Dicha toma de posesión no se refiere obviamente a un objeto inerte, exterior a ella, del que pudiera hacerse cargo el sujeto de una manera pasiva. Actualizar una tradición en el plano de un lenguaje no significa de ningún modo, pues, el retorno idéntico de lo mismo sino su reaparición bajo el signo de la Alteridad; y esto es todo lo que en el campo de la creación (poética) puede admitirse como instancia conservadora: creación y poesía no admiten un mayor divorcio etimológico.
En un orden de observaciones a las que aquí podemos apelar referidas a la evolución de los géneros, se ha dicho: «Si se sabe de qué especie es el tigre, podemos deducir las características de cada tigre en particular, el nacimiento de uno nuevo no modifica la definición de la especie. La evolución sigue aquí (en el campo del arte o de la ciencia) un camino muy diferente; cada nuevo ejemplo modifica la especie». Una suerte de ley irregular o de irregularidad legalizada —la «ley de las excepciones»— parecería auspiciar el nacimiento de toda vocación poética en el seno de una especie de contranaturaleza; y, aquí –cito a Bataille- «cada forma individual escapa a esta medida común, y en algún grado, es un monstruo». Es la desemejanza de los distintos especímenes de una «especie» que se constituye de espaldas a toda ordenación y legalización abstractas, aquello que está en la base de su indiscutible «semejanza», de su entrañable parentesco. El desvío de una norma imposible, por lo demás, de constituirse dentro del sistema —el lenguaje poético— al que nos referimos, sin que el sistema mismo desaparezca admite grados de mayor o menor «monstruosidad», pero es ésta la que en mayor grado debe triunfar en la escritura poética, y no es raro pues que está ligada incluso temáticamente a ella. Sólo así debe entenderse el juicio de Apollinaire sobre «esta larga querella de la tradición y de la invención, del orden y la aventura».
Estos son, en parte, los trabajos que garantizan la Residencia en la Tierra de un poeta, vale decir, en la tierra, una y otra vez incógnita, de la escritura, sobre la cual cada nuevo ocupante debe extenderse a la aventura para instaurar su propio orden surgido de un doble e imperioso movimiento de solidaridad y desolidarización con los antiguos ocupantes de la poesía. Es la soledad de una palabra en una Lengua que no le ofrece el amparo de una institución establecida de una sola vez y para siempre, por todos y para todos, sino que, para el recién llegado, el rastro de otras experiencias de la palabra en el lenguaje, a las cuales se siente ligado en su soledad por una común anarquía.

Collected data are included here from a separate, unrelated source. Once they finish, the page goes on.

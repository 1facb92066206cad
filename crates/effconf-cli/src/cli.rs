//! CLI argument parsing using clap derive

use std::path::PathBuf;

use clap::{Parser, Subcommand, ValueEnum};
use clap_complete::Shell;
use effconf_core::LaunchMode;

/// effconf - Show the effective configuration of a Quarkus project
#[derive(Parser, Debug)]
#[command(name = "effconf")]
#[command(author, version, about, long_about = None)]
pub struct Cli {
    /// Enable verbose output
    #[arg(short, long, global = true)]
    pub verbose: bool,

    /// Project directory (defaults to the nearest directory with a Gradle build file)
    #[arg(short = 'C', long, global = true, env = "EFFCONF_PROJECT_DIR")]
    pub project_dir: Option<PathBuf>,

    /// Resource directory, relative to the project (repeatable)
    #[arg(short = 'r', long = "resource-dir", global = true)]
    pub resource_dirs: Vec<PathBuf>,

    /// System property (repeatable)
    #[arg(short = 'D', value_name = "KEY=VALUE", value_parser = parse_key_value, global = true)]
    pub system: Vec<(String, String)>,

    /// Project property (repeatable)
    #[arg(short = 'P', value_name = "KEY=VALUE", value_parser = parse_key_value, global = true)]
    pub project: Vec<(String, String)>,

    /// Build property (repeatable)
    #[arg(short = 'B', value_name = "KEY=VALUE", value_parser = parse_key_value, global = true)]
    pub build: Vec<(String, String)>,

    /// Use this profile instead of resolving one
    #[arg(long, global = true)]
    pub profile: Option<String>,

    /// Launch mode, which decides the fallback profile
    #[arg(long, value_enum, default_value_t = Mode::Normal, global = true)]
    pub mode: Mode,

    /// The command to run
    #[command(subcommand)]
    pub command: Option<Commands>,
}

/// Launch mode as accepted on the command line
#[derive(ValueEnum, Debug, Clone, Copy, Default, PartialEq, Eq)]
pub enum Mode {
    #[default]
    Normal,
    Dev,
    Test,
}

impl From<Mode> for LaunchMode {
    fn from(mode: Mode) -> Self {
        match mode {
            Mode::Normal => LaunchMode::Normal,
            Mode::Dev => LaunchMode::Development,
            Mode::Test => LaunchMode::Test,
        }
    }
}

/// Available commands
#[derive(Subcommand, Debug, Clone, PartialEq, Eq)]
pub enum Commands {
    /// Print the effective configuration
    ///
    /// Examples:
    ///   effconf show                       # All properties
    ///   effconf show --prefix quarkus.     # Build-relevant properties only
    ///   effconf show --origins             # With the winning source per key
    ///   effconf show --save effective.properties
    Show {
        /// Output as JSON for scripting
        #[arg(long)]
        json: bool,

        /// Show which source supplied each value
        #[arg(long)]
        origins: bool,

        /// Only keys starting with this prefix
        #[arg(long)]
        prefix: Option<String>,

        /// Expand ${...} references
        #[arg(long)]
        expand: bool,

        /// Write the result to a .properties file instead of printing it
        #[arg(long, value_name = "FILE")]
        save: Option<PathBuf>,
    },

    /// Print the active profile
    Profile {
        /// Output as JSON, including where the profile came from
        #[arg(long)]
        json: bool,
    },

    /// Print the effective value of one property
    Get {
        /// Property key
        key: String,

        /// Expand ${...} references
        #[arg(long)]
        expand: bool,
    },

    /// List the property sources taking part in the merge
    Sources {
        /// Output as JSON for scripting
        #[arg(long)]
        json: bool,
    },

    /// Generate shell completions
    Completions {
        /// Shell to generate completions for
        #[arg(value_enum)]
        shell: Shell,
    },
}

fn parse_key_value(arg: &str) -> Result<(String, String), String> {
    match arg.split_once('=') {
        Some((key, value)) if !key.trim().is_empty() => {
            Ok((key.trim().to_string(), value.to_string()))
        }
        _ => Err(format!("expected KEY=VALUE, got `{arg}`")),
    }
}
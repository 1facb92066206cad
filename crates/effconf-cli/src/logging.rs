//! Tracing subscriber setup

use tracing_subscriber::{EnvFilter, fmt, prelude::*};

/// Install the global subscriber.
///
/// Logs go to stderr so command output stays machine-readable. `RUST_LOG`
/// decides the level, defaulting to "info"; `--verbose` forces "debug".
pub fn init(verbose: bool) -> Result<(), Box<dyn std::error::Error + Send + Sync>> {
    let fmt_layer = fmt::layer()
        .with_writer(std::io::stderr)
        .with_target(verbose)
        .with_level(true)
        .compact();

    let filter_layer = if verbose {
        EnvFilter::try_new("debug")?
    } else {
        EnvFilter::try_from_default_env().or_else(|_| EnvFilter::try_new("info"))?
    };

    tracing_subscriber::registry()
        .with(filter_layer)
        .with(fmt_layer)
        .try_init()?;

    Ok(())
}
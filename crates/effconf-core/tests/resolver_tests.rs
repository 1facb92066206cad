//! Tests for resolving whole projects

use effconf_core::{ConfigResolver, Error, KeyPrefix, LaunchMode, ProfileOrigin, Snapshot, ordinal};
use effconf_test_utils::TestProject;
use rstest::rstest;
use serde_json::json;

mod tiers {
    use super::*;
    use pretty_assertions::assert_eq;

    #[test]
    fn forced_beats_every_other_tier() {
        let project = TestProject::new()
            .with_resource("application.properties", "quarkus.package.type=legacy-jar\n")
            .with_gradle_properties("quarkus.package.type=uber-jar\n");

        let config = ConfigResolver::new(project.root())
            .snapshot(
                Snapshot::new()
                    .with_system_property("quarkus.package.type", "mutable-jar")
                    .with_env("QUARKUS_PACKAGE_TYPE", "native"),
            )
            .task("quarkus.package.type", "fast-jar")
            .build("quarkus.package.type", "native-sources")
            .forced("quarkus.package.type", "forced-jar")
            .resolve()
            .unwrap();

        assert_eq!(config.get("quarkus.package.type"), Some("forced-jar"));
        assert_eq!(config.origin("quarkus.package.type").unwrap().ordinal, ordinal::FORCED);
    }

    #[test]
    fn environment_beats_application_properties() {
        let project = TestProject::new()
            .with_resource("application.properties", "quarkus.package.type=legacy-jar\n");

        let config = ConfigResolver::new(project.root())
            .snapshot(Snapshot::new().with_env("QUARKUS_PACKAGE_TYPE", "fast-jar"))
            .resolve()
            .unwrap();

        assert_eq!(config.get("quarkus.package.type"), Some("fast-jar"));
        assert_eq!(config.origin("quarkus.package.type").unwrap().source, "environment");
    }

    #[test]
    fn unprefixed_system_and_env_entries_are_ignored() {
        let project = TestProject::new();
        let config = ConfigResolver::new(project.root())
            .snapshot(
                Snapshot::new()
                    .with_system_property("java.version", "21")
                    .with_env("HOME", "/home/me"),
            )
            .resolve()
            .unwrap();
        assert!(config.is_empty());
    }

    #[test]
    fn non_string_project_properties_are_dropped() {
        let project = TestProject::new();
        let config = ConfigResolver::new(project.root())
            .project("quarkus.native.enabled", json!(true))
            .project("quarkus.package.type", "uber-jar")
            .resolve()
            .unwrap();
        assert_eq!(config.len(), 1);
        assert_eq!(config.get("quarkus.package.type"), Some("uber-jar"));
    }

    #[test]
    fn explicit_project_property_overrides_gradle_properties() {
        let project = TestProject::new().with_gradle_properties("quarkus.package.type=uber-jar\n");
        let config = ConfigResolver::new(project.root())
            .project("quarkus.package.type", "fast-jar")
            .resolve()
            .unwrap();
        assert_eq!(config.get("quarkus.package.type"), Some("fast-jar"));
    }

    #[test]
    fn defaults_fill_gaps_only() {
        let project = TestProject::new().with_resource("application.yml", "greeting: hello\n");
        let defaults = [("greeting", "default"), ("farewell", "bye")]
            .into_iter()
            .map(|(k, v)| (k.to_string(), v.to_string()))
            .collect();

        let config = ConfigResolver::new(project.root())
            .defaults(defaults)
            .resolve()
            .unwrap();

        assert_eq!(config.get("greeting"), Some("hello"));
        assert_eq!(config.get("farewell"), Some("bye"));
    }

    #[test]
    fn file_sources_keep_application_keys() {
        let project = TestProject::new().with_project_config(
            "application.yaml",
            "app:\n  name: demo\nquarkus:\n  http:\n    port: 8081\n",
        );
        let config = ConfigResolver::new(project.root()).resolve().unwrap();
        assert_eq!(config.get("app.name"), Some("demo"));
        assert_eq!(config.get("quarkus.http.port"), Some("8081"));
        assert_eq!(config.origin("app.name").unwrap().ordinal, ordinal::PROJECT_CONFIG_YAML);
    }
}

mod profiles {
    use super::*;
    use pretty_assertions::assert_eq;

    #[rstest]
    #[case(LaunchMode::Normal, "prod", "8080")]
    #[case(LaunchMode::Development, "dev", "8081")]
    #[case(LaunchMode::Test, "test", "8082")]
    fn launch_mode_selects_profile(
        #[case] mode: LaunchMode,
        #[case] profile: &str,
        #[case] port: &str,
    ) {
        let project = TestProject::new().with_resource(
            "application.properties",
            "quarkus.http.port=8080\n%dev.quarkus.http.port=8081\n%test.quarkus.http.port=8082\n",
        );
        let config = ConfigResolver::new(project.root())
            .launch_mode(mode)
            .resolve()
            .unwrap();
        assert_eq!(config.profile(), profile);
        assert_eq!(config.get("quarkus.http.port"), Some(port));
    }

    #[test]
    fn environment_profile_selects_yaml_profile_section() {
        let project = TestProject::new().with_resource(
            "application.yaml",
            "greeting: hello\n\"%staging\":\n  greeting: hello staging\n",
        );
        let resolver = ConfigResolver::new(project.root())
            .snapshot(Snapshot::new().with_env("QUARKUS_PROFILE", "staging"));

        let profile = resolver.resolve_profile().unwrap();
        assert_eq!(profile.profile, "staging");
        assert_eq!(profile.origin, ProfileOrigin::Environment("QUARKUS_PROFILE".into()));
        assert_eq!(resolver.resolve().unwrap().get("greeting"), Some("hello staging"));
    }

    #[test]
    fn system_property_profile_beats_build_property() {
        let project = TestProject::new();
        let profile = ConfigResolver::new(project.root())
            .snapshot(Snapshot::new().with_system_property("quarkus.profile", "sys"))
            .build("quarkus.profile", "build")
            .resolve_profile()
            .unwrap();
        assert_eq!(profile.profile, "sys");
    }

    #[test]
    fn profiled_environment_variable_applies_for_its_profile() {
        let project = TestProject::new()
            .with_resource("application.properties", "%dev.quarkus.http.port=8081\n");
        let config = ConfigResolver::new(project.root())
            .snapshot(Snapshot::new().with_env("_DEV_QUARKUS_HTTP_PORT", "9999"))
            .profile("dev")
            .resolve()
            .unwrap();
        assert_eq!(config.get("quarkus.http.port"), Some("9999"));
    }

    #[test]
    fn parent_profile_from_config_file() {
        let project = TestProject::new().with_resource(
            "application.properties",
            "%staging.quarkus.config.profile.parent=dev\n\
             %dev.quarkus.log.level=DEBUG\n\
             %dev.quarkus.http.port=8081\n\
             %staging.quarkus.http.port=8090\n",
        );
        let config = ConfigResolver::new(project.root())
            .profile("staging")
            .resolve()
            .unwrap();
        assert_eq!(config.profiles(), ["dev".to_string(), "staging".to_string()]);
        assert_eq!(config.get("quarkus.log.level"), Some("DEBUG"));
        assert_eq!(config.get("quarkus.http.port"), Some("8090"));
    }
}

mod prefixes {
    use super::*;
    use pretty_assertions::assert_eq;

    #[test]
    fn custom_prefix_changes_filters_and_profile_key() {
        let project = TestProject::new();
        let config = ConfigResolver::new(project.root())
            .prefix(KeyPrefix::new("app"))
            .snapshot(
                Snapshot::new()
                    .with_env("APP_PROFILE", "dev")
                    .with_env("APP_HTTP_PORT", "1")
                    .with_env("QUARKUS_HTTP_PORT", "2"),
            )
            .resolve()
            .unwrap();
        assert_eq!(config.profile(), "dev");
        assert_eq!(config.get("app.http.port"), Some("1"));
        assert_eq!(config.get("app.profile"), Some("dev"));
        assert_eq!(config.get("quarkus.http.port"), None);
    }
}

mod errors {
    use super::*;
    use pretty_assertions::assert_eq;

    #[test]
    fn malformed_properties_file_names_the_file() {
        let project = TestProject::new()
            .with_resource("application.properties", "bad=\\u12zz\n");
        let err = ConfigResolver::new(project.root()).resolve().unwrap_err();
        match err {
            Error::Fs(effconf_fs::Error::ConfigParse { path, format, .. }) => {
                assert!(path.ends_with("src/main/resources/application.properties"));
                assert_eq!(format, "properties");
            }
            other => panic!("unexpected error: {other}"),
        }
    }

    #[test]
    fn malformed_dotenv_is_fatal() {
        let project = TestProject::new().with_dotenv("QUARKUS_X=\"unterminated\n");
        assert!(ConfigResolver::new(project.root()).resolve().is_err());
    }

    #[test]
    fn unresolved_reference_surfaces_on_expansion_only() {
        let project = TestProject::new()
            .with_resource("application.properties", "url=http://${host}/\n");
        let config = ConfigResolver::new(project.root()).resolve().unwrap();
        assert_eq!(config.get("url"), Some("http://${host}/"));
        assert!(matches!(
            config.expanded(),
            Err(Error::UnresolvedReference { .. })
        ));
    }
}
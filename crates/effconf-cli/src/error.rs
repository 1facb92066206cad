//! Error types for effconf-cli

/// Result type for CLI operations
pub type Result<T> = std::result::Result<T, CliError>;

/// Errors that can occur in CLI operations
#[derive(Debug, thiserror::Error)]
pub enum CliError {
    /// Error from effconf-core
    #[error(transparent)]
    Core(#[from] effconf_core::Error),

    /// Error from effconf-fs
    #[error(transparent)]
    Fs(#[from] effconf_fs::Error),

    /// Standard I/O error
    #[error(transparent)]
    Io(#[from] std::io::Error),

    /// JSON rendering error
    #[error(transparent)]
    Json(#[from] serde_json::Error),

    /// User-facing error with a message
    #[error("{message}")]
    User { message: String },
}

impl CliError {
    /// Create a new user error with the given message
    pub fn user(message: impl Into<String>) -> Self {
        Self::User {
            message: message.into(),
        }
    }
}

Desde este punto de vista tampoco resulta sorprendente el hecho tantas veces reiterado por la palabra poética al nivel de la explicación temática misma –no sólo como configuración o expresión sino también como fábula; por ejemplo, en El habitante y su esperanza– de que esa palabra declare —desdoblándose en esta toma de conciencia de sí misma— su complicidad con «la gente intranquila e insatisfecha, sean éstos artistas o criminales».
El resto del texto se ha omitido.